Names starting with two underscores (and none at the end), are not private either, not in a class encapsulation sense such as the C++ model. They are class-private names, these names are re-written at compile time to produce a per-class namespace, to avoid collisions.
In other words, they are used to avoid a problem very similar to the namedtuple issue described above: to remove limits on what names a subclass can use. If you ever need to design base classes for use in a framework, where subclasses should have the freedom to name methods and attributes without limit, that's where you use __name class-private names. The Python compiler will rewrite __attribute_name to _ClassName__attribute_name when used inside a class statement as well as in any functions that are being defined inside a class statement.
Note that C++ doesn't use names to indicate privacy. Instead, privacy is a property of each identifier, within a given namespace, as processed by the compiler.

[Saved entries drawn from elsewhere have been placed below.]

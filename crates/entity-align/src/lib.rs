//! Training-time orchestration core for multi-modal knowledge-graph
//! entity alignment.
//!
//! Maps entities from two knowledge graphs into a shared embedding
//! space so equivalent entities land close together. This crate owns
//! the training-step logic around an external encoder:
//!
//! - **Modality losses + balancer**: per-modality contrastive losses
//!   combined through learned log-variance uncertainty weights
//!   ([`loss::MultiLossBalancer`]).
//! - **Replay negative cache**: per-entity hard-negative table with a
//!   one-way warm-up → ready transition ([`replay::ReplayCache`]).
//! - **Alignment gates**: optional domain-alignment and
//!   missing-modality-aware image losses ([`loss::AlignmentGates`]).
//! - **Source selection**: softmax-over-negative-loss reweighting of
//!   the active modalities ([`loss::SourceSelector`]).
//! - **Forward orchestrator**: one training step, total loss plus a
//!   full diagnostics record ([`model::AlignModel`]).
//! - **Link augmenter**: semi-supervised mutual-nearest-neighbor
//!   discovery of new training pairs with a hysteresis filter
//!   ([`semi::LinkAugmenter`]).
//!
//! The multimodal encoder and the autodiff engine are external
//! collaborators: the encoder through [`encoder::MultiModalEncoder`],
//! gradients through Candle's `Var`/`backward`, with the learned
//! weights exposed via [`model::AlignModel::trainable_params`].
//!
//! # Example
//!
//! ```rust,ignore
//! use entity_align::{AlignConfig, AlignModel, TrainBatch};
//!
//! let config = AlignConfig::from_file("align.toml")?;
//! let mut model = AlignModel::new(config, encoder, image_flags, &device)?;
//! let (loss, diagnostics) = model.forward(&batch)?;
//! loss.backward()?; // external optimizer steps trainable_params()
//! ```

pub mod config;
pub mod encoder;
pub mod error;
pub mod loss;
pub mod model;
pub mod replay;
pub mod semi;
pub mod types;

pub use config::AlignConfig;
pub use encoder::{EncodedViews, ModalityEmbeddings, MultiModalEncoder};
pub use error::{AlignError, AlignResult};
pub use loss::{
    evaluate_modalities, AlignmentGates, ContrastiveCriterion, InfoNceLoss, JointLossOutput,
    MultiLossBalancer, SourceSelection, SourceSelector,
};
pub use model::AlignModel;
pub use replay::ReplayCache;
pub use semi::{LinkAugmenter, MergeReport};
pub use types::{
    AlignmentPair, LossTerm, Modality, ModalityLossSet, ReplayState, StepDiagnostics, TrainBatch,
};
//! Multi-loss balancer with learned per-modality uncertainty weights.
//!
//! Combines the six modality losses into one scalar:
//!
//! `combined = Σ_i exp(-w_i) * loss_i + w_i`
//!
//! where `w` is a log-variance weight vector held as a trainable
//! `Var`, updated only by the external optimizer. Increasing any loss
//! while the others are fixed strictly increases the output
//! (`exp(-w_i) > 0`), and minimizing over `w_i` recovers the raw loss
//! up to a constant.
//!
//! Absent modalities are substituted upstream with a zero constant,
//! so their slots still contribute the `+ w_i` term and keep receiving
//! a weight-update signal. That mirrors the original implementation;
//! see DESIGN.md for why it is preserved rather than fixed.

use candle_core::{DType, Device, Tensor, Var};

use crate::error::{map_candle, AlignResult};
use crate::loss::scalar_zero;
use crate::types::{Modality, ModalityLossSet};

/// Learned-uncertainty weighted sum over the six modality slots.
pub struct MultiLossBalancer {
    log_vars: Var,
}

impl MultiLossBalancer {
    /// Weights start at zero, making the all-absent fixed point 0.0.
    pub fn new(device: &Device) -> AlignResult<Self> {
        let log_vars =
            Var::zeros(Modality::COUNT, DType::F32, device).map_err(map_candle)?;
        Ok(Self { log_vars })
    }

    /// Combine a loss set into one scalar.
    pub fn combine(&self, losses: &ModalityLossSet, device: &Device) -> AlignResult<Tensor> {
        let zero = scalar_zero(device)?;
        let inputs = losses.balancer_inputs(&zero);
        let stacked = Tensor::stack(&inputs, 0).map_err(map_candle)?;

        let weights = self.log_vars.as_tensor();
        let scale = weights.neg().map_err(map_candle)?.exp().map_err(map_candle)?;
        let weighted = stacked
            .mul(&scale)
            .map_err(map_candle)?
            .sum_all()
            .map_err(map_candle)?;
        weighted
            .add(&weights.sum_all().map_err(map_candle)?)
            .map_err(map_candle)
    }

    /// The trainable weight vector, for registration with the external
    /// optimizer. The core never mutates it directly.
    pub fn weights(&self) -> &Var {
        &self.log_vars
    }

    /// Current weight values in slot order, for diagnostics.
    pub fn weight_values(&self) -> AlignResult<Vec<f32>> {
        self.log_vars
            .as_tensor()
            .to_vec1::<f32>()
            .map_err(map_candle)
    }
}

The compiler enforces access control; private names are not accessible and will lead to compilation errors.
Without a privacy model, your requirement where "public attributes x and protected attributes _x of the implementation inherited base classes becoming private attributes __x of the derived class" are not attainable.
Compilation and execution models
C++
C++ compilation produces binary machine code aimed at execution directly by your CPU. If you want to extend a class from another project, you can only do so if you have access to additional information, in the form of header files, to describe what API is available. The compiler combines information in the header files with tables stored with the machine code and your source code to build more machine code; e.g. inheritance across library boundaries is handled through virtualisation tables.
Effectively, there is very little left of the objects used to construct the program with. You generally don't create references to class or method or function objects, the compiler has taken those abstract ideas as inputs but the output produced is machine code that doesn't need most of those concepts to exist any more. Variables (state, local variables in methods, etc.) are stored either on the heap or on the stack, and the machine code accesses these locations directly.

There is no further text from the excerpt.